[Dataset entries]
++++++++++++++++++++
use std::fmt;
use std::str::FromStr;

use chrono::{DateTime, Utc};
use serde::{Deserialize, Deserializer, Serialize};

/// Store-assigned identifier shared by restaurant submissions and reviews.
#[derive(Debug, Clone, Copy, PartialEq, Eq, PartialOrd, Ord, Hash, Serialize, Deserialize)]
#[serde(transparent)]
pub struct SubmissionId(pub i64);

impl fmt::Display for SubmissionId {
    fn fmt(&self, f: &mut fmt::Formatter<'_>) -> fmt::Result {
        write!(f, "{}", self.0)
    }
}

/// The two entity kinds that flow through moderation.
#[derive(Debug, Clone, Copy, PartialEq, Eq, Hash, Serialize, Deserialize)]
#[serde(rename_all = "snake_case")]
pub enum SubmissionKind {
    Restaurant,
    Review,
}

impl SubmissionKind {
    pub const fn label(self) -> &'static str {
        match self {
            SubmissionKind::Restaurant => "restaurant",
            SubmissionKind::Review => "review",
        }
    }

    /// Human readable noun used in "not found" messages.
    pub const fn noun(self) -> &'static str {
        match self {
            SubmissionKind::Restaurant => "Submission",
            SubmissionKind::Review => "Review",
        }
    }
}

impl fmt::Display for SubmissionKind {
    fn fmt(&self, f: &mut fmt::Formatter<'_>) -> fmt::Result {
        f.write_str(self.label())
    }
}

/// Moderation status carried by every submission.
#[derive(Debug, Clone, Copy, Default, PartialEq, Eq, Hash, Serialize, Deserialize)]
#[serde(rename_all = "snake_case")]
pub enum SubmissionStatus {
    #[default]
    Pending,
    Approved,
    Rejected,
}

impl SubmissionStatus {
    pub const ALL: [SubmissionStatus; 3] = [
        SubmissionStatus::Pending,
        SubmissionStatus::Approved,
        SubmissionStatus::Rejected,
    ];

    pub const fn label(self) -> &'static str {
        match self {
            SubmissionStatus::Pending => "pending",
            SubmissionStatus::Approved => "approved",
            SubmissionStatus::Rejected => "rejected",
        }
    }

    pub const fn is_public(self) -> bool {
        matches!(self, SubmissionStatus::Approved)
    }
}

impl fmt::Display for SubmissionStatus {
    fn fmt(&self, f: &mut fmt::Formatter<'_>) -> fmt::Result {
        f.write_str(self.label())
    }
}

#[derive(Debug, Clone, PartialEq, Eq, thiserror::Error)]
#[error("unknown status '{0}', expected one of pending, approved, rejected")]
pub struct UnknownStatus(pub String);

impl FromStr for SubmissionStatus {
    type Err = UnknownStatus;

    fn from_str(value: &str) -> Result<Self, Self::Err> {
        match value.trim().to_ascii_lowercase().as_str() {
            "pending" => Ok(SubmissionStatus::Pending),
            "approved" => Ok(SubmissionStatus::Approved),
            "rejected" => Ok(SubmissionStatus::Rejected),
            _ => Err(UnknownStatus(value.to_string())),
        }
    }
}

/// Status selector used by listing queries; `All` disables filtering.
#[derive(Debug, Clone, Copy, Default, PartialEq, Eq)]
pub enum StatusFilter {
    #[default]
    All,
    Only(SubmissionStatus),
}

impl StatusFilter {
    pub fn matches(self, status: SubmissionStatus) -> bool {
        match self {
            StatusFilter::All => true,
            StatusFilter::Only(expected) => expected == status,
        }
    }

    pub fn status(self) -> Option<SubmissionStatus> {
        match self {
            StatusFilter::All => None,
            StatusFilter::Only(status) => Some(status),
        }
    }
}

impl FromStr for StatusFilter {
    type Err = UnknownStatus;

    fn from_str(value: &str) -> Result<Self, Self::Err> {
        if value.trim().eq_ignore_ascii_case("all") {
            return Ok(StatusFilter::All);
        }
        value.parse().map(StatusFilter::Only)
    }
}

impl From<SubmissionStatus> for StatusFilter {
    fn from(status: SubmissionStatus) -> Self {
        StatusFilter::Only(status)
    }
}

/// Restaurant payload as received from the public submission form.
#[derive(Debug, Clone, Default, PartialEq, Eq, Serialize, Deserialize)]
pub struct NewRestaurant {
    #[serde(default)]
    pub name: String,
    #[serde(default)]
    pub address: String,
    #[serde(default)]
    pub city: String,
    #[serde(default)]
    pub county: String,
    #[serde(default)]
    pub cuisine: String,
    #[serde(default)]
    pub phone: Option<String>,
    #[serde(default)]
    pub website: Option<String>,
    #[serde(default)]
    pub price_range: Option<String>,
    #[serde(default)]
    pub description: Option<String>,
    #[serde(default)]
    pub hours: Option<String>,
    #[serde(default)]
    pub amenities: Vec<String>,
}

/// Stored restaurant submission. Only `status` changes after creation.
#[derive(Debug, Clone, PartialEq, Eq, Serialize, Deserialize)]
pub struct RestaurantSubmission {
    pub id: SubmissionId,
    pub name: String,
    pub address: String,
    pub city: String,
    pub county: String,
    pub cuisine: String,
    pub phone: Option<String>,
    pub website: Option<String>,
    pub price_range: Option<String>,
    pub description: Option<String>,
    pub hours: Option<String>,
    pub amenities: Vec<String>,
    pub submitted_at: DateTime<Utc>,
    pub status: SubmissionStatus,
}

impl RestaurantSubmission {
    pub fn from_new(id: SubmissionId, submitted_at: DateTime<Utc>, new: NewRestaurant) -> Self {
        Self {
            id,
            name: new.name,
            address: new.address,
            city: new.city,
            county: new.county,
            cuisine: new.cuisine,
            phone: new.phone,
            website: new.website,
            price_range: new.price_range,
            description: new.description,
            hours: new.hours,
            amenities: new.amenities,
            submitted_at,
            status: SubmissionStatus::Pending,
        }
    }
}

/// Photo attached to a review. Browsers send numeric ids, so both strings
/// and numbers are accepted.
#[derive(Debug, Clone, PartialEq, Eq, Serialize, Deserialize)]
pub struct PhotoDescriptor {
    #[serde(deserialize_with = "deserialize_photo_id")]
    pub id: String,
    #[serde(default)]
    pub name: String,
    #[serde(default)]
    pub preview: String,
}

fn deserialize_photo_id<'de, D>(deserializer: D) -> Result<String, D::Error>
where
    D: Deserializer<'de>,
{
    #[derive(Deserialize)]
    #[serde(untagged)]
    enum RawId {
        Text(String),
        Number(serde_json::Number),
    }

    Ok(match RawId::deserialize(deserializer)? {
        RawId::Text(text) => text,
        RawId::Number(number) => number.to_string(),
    })
}

/// Review payload as received from the public review form.
#[derive(Debug, Clone, Default, PartialEq, Eq, Serialize, Deserialize)]
pub struct NewReview {
    #[serde(default)]
    pub restaurant_id: i64,
    #[serde(default)]
    pub reviewer_name: String,
    #[serde(default)]
    pub rating: i32,
    #[serde(default)]
    pub review_text: String,
    #[serde(default)]
    pub visit_date: String,
    #[serde(default)]
    pub photos: Vec<PhotoDescriptor>,
}

/// Stored review. `restaurant_id` is not checked against existing restaurants.
#[derive(Debug, Clone, PartialEq, Eq, Serialize, Deserialize)]
pub struct Review {
    pub id: SubmissionId,
    pub restaurant_id: i64,
    pub reviewer_name: String,
    pub rating: i32,
    pub review_text: String,
    pub visit_date: String,
    pub photos: Vec<PhotoDescriptor>,
    pub submitted_at: DateTime<Utc>,
    pub status: SubmissionStatus,
}

impl Review {
    pub fn from_new(id: SubmissionId, submitted_at: DateTime<Utc>, new: NewReview) -> Self {
        Self {
            id,
            restaurant_id: new.restaurant_id,
            reviewer_name: new.reviewer_name,
            rating: new.rating,
            review_text: new.review_text,
            visit_date: new.visit_date,
            photos: new.photos,
            submitted_at,
            status: SubmissionStatus::Pending,
        }
    }

    pub fn public_view(&self) -> PublicReview {
        PublicReview {
            id: self.id,
            restaurant_id: self.restaurant_id,
            reviewer_name: self.reviewer_name.clone(),
            rating: self.rating,
            review_text: self.review_text.clone(),
            visit_date: self.visit_date.clone(),
            photos: self.photos.clone(),
            submitted_at: self.submitted_at,
        }
    }
}

/// Review fields exposed to catalogue readers. Carries no moderation state.
#[derive(Debug, Clone, PartialEq, Eq, Serialize, Deserialize)]
pub struct PublicReview {
    pub id: SubmissionId,
    pub restaurant_id: i64,
    pub reviewer_name: String,
    pub rating: i32,
    pub review_text: String,
    pub visit_date: String,
    pub photos: Vec<PhotoDescriptor>,
    pub submitted_at: DateTime<Utc>,
}

/// Approved restaurant enriched with aggregates over its approved reviews.
#[derive(Debug, Clone, PartialEq, Serialize)]
pub struct PublicRestaurant {
    #[serde(flatten)]
    pub restaurant: RestaurantSubmission,
    pub rating: f32,
    pub review_count: u32,
}

/// Per-status record totals for one entity kind.
#[derive(Debug, Clone, Copy, Default, PartialEq, Eq, Serialize, Deserialize)]
pub struct StatusCounts {
    pub pending: u64,
    pub approved: u64,
    pub rejected: u64,
}

impl StatusCounts {
    pub fn record(&mut self, status: SubmissionStatus) {
        match status {
            SubmissionStatus::Pending => self.pending += 1,
            SubmissionStatus::Approved => self.approved += 1,
            SubmissionStatus::Rejected => self.rejected += 1,
        }
    }

    pub fn total(&self) -> u64 {
        self.pending + self.approved + self.rejected
    }
}

/// Moderation dashboard summary.
#[derive(Debug, Clone, Copy, Default, PartialEq, Eq, Serialize)]
#[serde(rename_all = "camelCase")]
pub struct DashboardStats {
    pub pending_restaurants: u64,
    pub approved_restaurants: u64,
    pub rejected_restaurants: u64,
    pub pending_reviews: u64,
    pub approved_reviews: u64,
    pub rejected_reviews: u64,
    pub newsletter_subscribers: u64,
}

impl DashboardStats {
    pub fn new(restaurants: StatusCounts, reviews: StatusCounts, subscribers: u64) -> Self {
        Self {
            pending_restaurants: restaurants.pending,
            approved_restaurants: restaurants.approved,
            rejected_restaurants: restaurants.rejected,
            pending_reviews: reviews.pending,
            approved_reviews: reviews.approved,
            rejected_reviews: reviews.rejected,
            newsletter_subscribers: subscribers,
        }
    }
}

#[cfg(test)]
mod tests {
    use super::*;

    #[test]
    fn status_filter_parses_all_and_single_status() {
        assert_eq!("all".parse::<StatusFilter>(), Ok(StatusFilter::All));
        assert_eq!(
            " Approved ".parse::<StatusFilter>(),
            Ok(StatusFilter::Only(SubmissionStatus::Approved))
        );
        assert!("archived".parse::<StatusFilter>().is_err());
    }

    #[test]
    fn photo_ids_accept_numbers_and_strings() {
        let photos: Vec<PhotoDescriptor> = serde_json::from_str(
            r#"[{"id": 1736200000123.45, "name": "a.jpg", "preview": "blob:1"},
                {"id": "p-2", "name": "b.jpg", "preview": "blob:2"}]"#,
        )
        .expect("photos parse");

        assert_eq!(photos[0].id, "1736200000123.45");
        assert_eq!(photos[1].id, "p-2");
    }

    #[test]
    fn public_review_serialization_has_no_status() {
        let review = Review::from_new(
            SubmissionId(7),
            Utc::now(),
            NewReview {
                restaurant_id: 1,
                reviewer_name: "Alice".to_string(),
                rating: 5,
                review_text: "Great food".to_string(),
                visit_date: "2025-01-01".to_string(),
                photos: Vec::new(),
            },
        );

        let payload = serde_json::to_value(review.public_view()).expect("serializes");
        assert!(payload.get("status").is_none());
        assert_eq!(payload["reviewer_name"], "Alice");
    }
}
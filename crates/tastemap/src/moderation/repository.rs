use async_trait::async_trait;

use super::domain::{
    NewRestaurant, NewReview, RestaurantSubmission, Review, StatusCounts, StatusFilter,
    SubmissionId, SubmissionKind, SubmissionStatus,
};

/// Persistence port for restaurant submissions and reviews.
///
/// Implementations assign ids and creation timestamps, always create records
/// as `pending`, and return listings newest first (ties by descending id).
/// `update_status` and `delete` report [`StoreError::NotFound`] when no row
/// was touched and never create records.
#[async_trait]
pub trait SubmissionStore: Send + Sync {
    async fn create_restaurant(
        &self,
        restaurant: NewRestaurant,
    ) -> Result<RestaurantSubmission, StoreError>;

    async fn create_review(&self, review: NewReview) -> Result<Review, StoreError>;

    async fn list_restaurants(
        &self,
        filter: StatusFilter,
    ) -> Result<Vec<RestaurantSubmission>, StoreError>;

    async fn list_reviews(&self, filter: StatusFilter) -> Result<Vec<Review>, StoreError>;

    async fn get_restaurant(&self, id: SubmissionId) -> Result<RestaurantSubmission, StoreError>;

    async fn get_review(&self, id: SubmissionId) -> Result<Review, StoreError>;

    async fn update_status(
        &self,
        kind: SubmissionKind,
        id: SubmissionId,
        status: SubmissionStatus,
    ) -> Result<(), StoreError>;

    async fn delete(&self, kind: SubmissionKind, id: SubmissionId) -> Result<(), StoreError>;

    async fn status_counts(&self, kind: SubmissionKind) -> Result<StatusCounts, StoreError>;
}

/// Error enumeration for store failures.
#[derive(Debug, thiserror::Error)]
pub enum StoreError {
    #[error("record already exists")]
    Conflict,
    #[error("record not found")]
    NotFound,
    #[error("store unavailable: {0}")]
    Unavailable(String),
}
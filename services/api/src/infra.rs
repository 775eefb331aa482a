use metrics_exporter_prometheus::PrometheusHandle;
use std::sync::atomic::AtomicBool;
use std::sync::Arc;
use tastemap::moderation::{ModerationService, StaticTokenGate};
use tastemap::newsletter::NewsletterService;

#[derive(Clone)]
pub(crate) struct AppState {
    pub(crate) readiness: Arc<AtomicBool>,
    pub(crate) metrics: Arc<PrometheusHandle>,
}

/// Moderation and newsletter services sharing one store and one admin gate.
pub(crate) struct Services<S> {
    pub(crate) moderation: Arc<ModerationService<S, StaticTokenGate>>,
    pub(crate) newsletter: Arc<NewsletterService<S, StaticTokenGate>>,
}

impl<S> Services<S>
where
    S: tastemap::moderation::SubmissionStore + tastemap::newsletter::SubscriberStore + 'static,
{
    pub(crate) fn new(store: Arc<S>, gate: StaticTokenGate) -> Self {
        let gate = Arc::new(gate);
        Self {
            moderation: Arc::new(ModerationService::new(store.clone(), gate.clone())),
            newsletter: Arc::new(NewsletterService::new(store, gate)),
        }
    }
}
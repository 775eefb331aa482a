use tastemap_api::run;

#[tokio::main]
async fn main() {
    if let Err(err) = run().await {
        eprintln!("application error: {err}");
        std::process::exit(1);
    }
}
use crate::config::{AppEnvironment, TelemetryConfig};
use std::fmt;
use tracing_subscriber::filter::{Directive, ParseError};
use tracing_subscriber::EnvFilter;

/// Query logging from sqlx is noisy at `info`; keep it at `warn` unless
/// `RUST_LOG` says otherwise.
const QUIET_SQLX: &str = "sqlx=warn";

#[derive(Debug)]
pub enum TelemetryError {
    EnvFilter { value: String, source: ParseError },
    Subscriber(Box<dyn std::error::Error + Send + Sync>),
}

impl fmt::Display for TelemetryError {
    fn fmt(&self, f: &mut fmt::Formatter<'_>) -> fmt::Result {
        match self {
            TelemetryError::EnvFilter { value, .. } => {
                write!(
                    f,
                    "invalid log level/filter '{}': unable to build EnvFilter",
                    value
                )
            }
            TelemetryError::Subscriber(err) => write!(f, "telemetry error: {err}"),
        }
    }
}

impl std::error::Error for TelemetryError {
    fn source(&self) -> Option<&(dyn std::error::Error + 'static)> {
        match self {
            TelemetryError::EnvFilter { source, .. } => Some(source),
            TelemetryError::Subscriber(err) => Some(&**err),
        }
    }
}

/// Build the filter from `RUST_LOG`, falling back to the configured level.
pub fn env_filter(config: &TelemetryConfig) -> Result<EnvFilter, TelemetryError> {
    if let Ok(filter) = EnvFilter::try_from_default_env() {
        return Ok(filter);
    }

    let filter =
        EnvFilter::try_new(&config.log_level).map_err(|source| TelemetryError::EnvFilter {
            value: config.log_level.clone(),
            source,
        })?;
    let quiet: Directive = QUIET_SQLX
        .parse()
        .map_err(|source| TelemetryError::EnvFilter {
            value: QUIET_SQLX.to_string(),
            source,
        })?;
    Ok(filter.add_directive(quiet))
}

pub fn init(config: &TelemetryConfig, environment: AppEnvironment) -> Result<(), TelemetryError> {
    let env_filter = env_filter(config)?;

    tracing_subscriber::fmt()
        .with_env_filter(env_filter)
        .with_target(false)
        .compact()
        .with_ansi(environment == AppEnvironment::Development)
        .try_init()
        .map_err(TelemetryError::Subscriber)
}

#[cfg(test)]
mod tests {
    use super::*;

    #[test]
    fn rejects_malformed_levels() {
        std::env::remove_var("RUST_LOG");
        let config = TelemetryConfig {
            log_level: "tastemap=verbose".to_string(),
        };
        match env_filter(&config) {
            Err(TelemetryError::EnvFilter { value, .. }) => assert_eq!(value, "tastemap=verbose"),
            other => panic!("expected filter error, got {other:?}"),
        }
    }
}
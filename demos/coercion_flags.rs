//! Opting into loose conversions with GetFlags.
//!
//! Run with: cargo run --example coercion_flags

use json_getter::{get_bool_with, get_i32_with, get_string, GetFlags};
use serde_json::json;

fn main() {
    // Strict by default: null is not zero, 1 is not true.
    assert!(get_i32_with(&json!(null), GetFlags::empty()).is_err());
    assert!(get_bool_with(&json!(1), GetFlags::empty()).is_err());

    // Each coercion is a separate opt-in.
    assert_eq!(
        get_i32_with(&json!(null), GetFlags::NULL_AS_ZERO).unwrap(),
        0
    );
    assert!(get_bool_with(&json!(1), GetFlags::NUMBER_AS_BOOL).unwrap());
    assert!(get_bool_with(&json!("True"), GetFlags::BOOL_STRING_AS_BOOL).unwrap());

    // Flags combine; exact bool-strings win over plain non-emptiness.
    let lenient = GetFlags::BOOL_STRING_AS_BOOL | GetFlags::STRING_AS_BOOL;
    assert!(!get_bool_with(&json!("false"), lenient).unwrap());
    assert!(get_bool_with(&json!("anything else"), lenient).unwrap());
    assert!(!get_bool_with(&json!(""), lenient).unwrap());

    // String extraction needs no flags: every scalar stringifies.
    for node in [json!(null), json!(true), json!(42), json!(2.5)] {
        println!("{:>8} -> {:?}", node.to_string(), get_string(&node).unwrap());
    }

    println!("all coercions behaved as expected");
}
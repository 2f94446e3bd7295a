//! Coercion policy flags.
//!
//! Extraction is strict by default: a null node is not `0`, the number `1`
//! is not `true`, and only the spelled-out conversions in each extractor's
//! table succeed. [`GetFlags`] opts into the loose conversions individually.
//!
//! ## Build-Time Defaults
//!
//! The flag-free entry points ([`get_bool`](crate::get_bool),
//! [`get_i32_by_pointer`](crate::get_i32_by_pointer), ...) use
//! [`GetFlags::default_flags`], a process-wide set fixed at build time
//! through cargo features:
//!
//! ```toml
//! [dependencies]
//! json_getter = { version = "0.1", features = ["null-as-zero"] }
//! ```
//!
//! Each feature (`null-as-zero`, `number-as-bool`, `bool-string-as-bool`,
//! `string-as-bool`) adds the matching flag. With no features enabled the
//! default set is empty.
//!
//! ## Examples
//!
//! ```rust
//! use json_getter::{get_i32_with, GetFlags};
//! use serde_json::json;
//!
//! let node = json!(null);
//! assert!(get_i32_with(&node, GetFlags::empty()).is_err());
//! assert_eq!(get_i32_with(&node, GetFlags::NULL_AS_ZERO).unwrap(), 0);
//! ```

use bitflags::bitflags;

bitflags! {
    /// Bitmask of permitted loose conversions.
    ///
    /// Combine flags with `|`:
    ///
    /// ```rust
    /// use json_getter::GetFlags;
    ///
    /// let flags = GetFlags::NULL_AS_ZERO | GetFlags::BOOL_STRING_AS_BOOL;
    /// assert!(flags.contains(GetFlags::NULL_AS_ZERO));
    /// ```
    #[derive(Clone, Copy, Debug, PartialEq, Eq, Hash)]
    pub struct GetFlags: u32 {
        /// A null node coerces to `0` / `0.0` / `false` instead of failing.
        const NULL_AS_ZERO        = 1 << 0;
        /// A number node coerces to bool by C-style truthiness.
        const NUMBER_AS_BOOL      = 1 << 1;
        /// The strings `"true"`/`"True"`/`"false"`/`"False"` coerce to bool.
        const BOOL_STRING_AS_BOOL = 1 << 2;
        /// Any other string coerces to bool by non-emptiness.
        const STRING_AS_BOOL      = 1 << 3;
    }
}

impl GetFlags {
    /// The process-wide default flag set, fixed at build time.
    ///
    /// Assembled from the crate's cargo features; empty unless features are
    /// enabled. Used by every entry point that does not take an explicit
    /// `GetFlags` argument.
    #[must_use]
    pub const fn default_flags() -> Self {
        let mut bits = 0;
        if cfg!(feature = "null-as-zero") {
            bits |= Self::NULL_AS_ZERO.bits();
        }
        if cfg!(feature = "number-as-bool") {
            bits |= Self::NUMBER_AS_BOOL.bits();
        }
        if cfg!(feature = "bool-string-as-bool") {
            bits |= Self::BOOL_STRING_AS_BOOL.bits();
        }
        if cfg!(feature = "string-as-bool") {
            bits |= Self::STRING_AS_BOOL.bits();
        }
        Self::from_bits_retain(bits)
    }
}

impl Default for GetFlags {
    fn default() -> Self {
        Self::default_flags()
    }
}
//! String-to-number parsing for the string coercion branch.
//!
//! When an extractor meets a string node and the target is numeric, the
//! string is parsed here. The grammar is the C `strtol`-family one, not
//! strict JSON number syntax, preserved for behavioral compatibility:
//! optional leading whitespace, optional sign, then auto-base detection for
//! integers (`0x`/`0X` prefix is hexadecimal, a leading `0` is octal,
//! anything else decimal). Floats use the standard decimal/exponent grammar
//! plus the `inf`/`infinity`/`nan` words.
//!
//! Integers parse through a wide 128-bit representation before the
//! target-range check, so a magnitude the narrow type cannot hold is always
//! reported as out-of-range rather than silently clamped or confused with a
//! valid boundary value. The result is a plain [`Result`]; there is no
//! shared error signal, and parsing is freely callable from any thread.

use crate::error::{Error, Result};

/// Numeric types that can be parsed from a string node.
///
/// Sealed to the six bounded targets the extractors support.
pub(crate) trait FromNumericStr: Sized {
    fn from_numeric_str(s: &str) -> Result<Self>;
}

// Leading-whitespace set of C `isspace`, which the strtol family skips.
#[inline]
fn is_c_space(c: char) -> bool {
    matches!(c, ' ' | '\t' | '\n' | '\r' | '\x0b' | '\x0c')
}

/// Parses an integer literal with C-style auto-base detection into the wide
/// `i128` representation.
///
/// Consumes the whole input: a valid literal followed by anything else is
/// malformed, mirroring the `*endptr != '\0'` check of the original. The
/// base-detection artifacts carry over too: `"08"` consumes only the octal
/// `0` and fails on the trailing `8`, and `"0x"` without a hex digit fails
/// on the trailing `x`.
fn parse_wide_integer(s: &str) -> Result<i128> {
    let t = s.trim_start_matches(is_c_space);
    let (negative, t) = match t.as_bytes().first() {
        Some(b'-') => (true, &t[1..]),
        Some(b'+') => (false, &t[1..]),
        _ => (false, t),
    };

    let (radix, digits) = if (t.starts_with("0x") || t.starts_with("0X"))
        && t.as_bytes().get(2).is_some_and(u8::is_ascii_hexdigit)
    {
        (16, &t[2..])
    } else if t.starts_with('0') {
        (8, t)
    } else {
        (10, t)
    };

    let len = digits
        .chars()
        .take_while(|c| c.is_digit(radix))
        .count();
    if len == 0 || len < digits.len() {
        return Err(Error::Malformed);
    }

    // Digits are pre-validated for the radix, so the only possible failure
    // left is magnitude overflow of the wide type itself.
    let magnitude = i128::from_str_radix(&digits[..len], radix).map_err(|_| Error::OutOfRange)?;
    Ok(if negative { -magnitude } else { magnitude })
}

macro_rules! impl_integer_from_str {
    ($($ty:ty),* $(,)?) => {$(
        impl FromNumericStr for $ty {
            fn from_numeric_str(s: &str) -> Result<Self> {
                let wide = parse_wide_integer(s)?;
                <$ty>::try_from(wide).map_err(|_| Error::OutOfRange)
            }
        }
    )*};
}

impl_integer_from_str!(i32, u32, i64, u64);

// After the sign, does the literal spell out an infinity word? Distinguishes
// an intentional `"inf"` from a finite-looking literal that overflowed.
fn spells_infinity(t: &str) -> bool {
    let t = match t.as_bytes().first() {
        Some(b'+') | Some(b'-') => &t[1..],
        _ => t,
    };
    t.as_bytes()
        .get(..3)
        .is_some_and(|head| head.eq_ignore_ascii_case(b"inf"))
}

macro_rules! impl_float_from_str {
    ($($ty:ty),* $(,)?) => {$(
        impl FromNumericStr for $ty {
            fn from_numeric_str(s: &str) -> Result<Self> {
                let t = s.trim_start_matches(is_c_space);
                let v: $ty = t.parse().map_err(|_| Error::Malformed)?;
                if v.is_infinite() && !spells_infinity(t) {
                    return Err(Error::OutOfRange);
                }
                Ok(v)
            }
        }
    )*};
}

impl_float_from_str!(f32, f64);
++++++++++++++++++++
If a line of the records includes the string "RawId", copy it out.

_Final answer_
    enum RawId {
    Ok(match RawId::deserialize(deserializer)? {
        RawId::Text(text) => text,
        RawId::Number(number) => number.to_string(),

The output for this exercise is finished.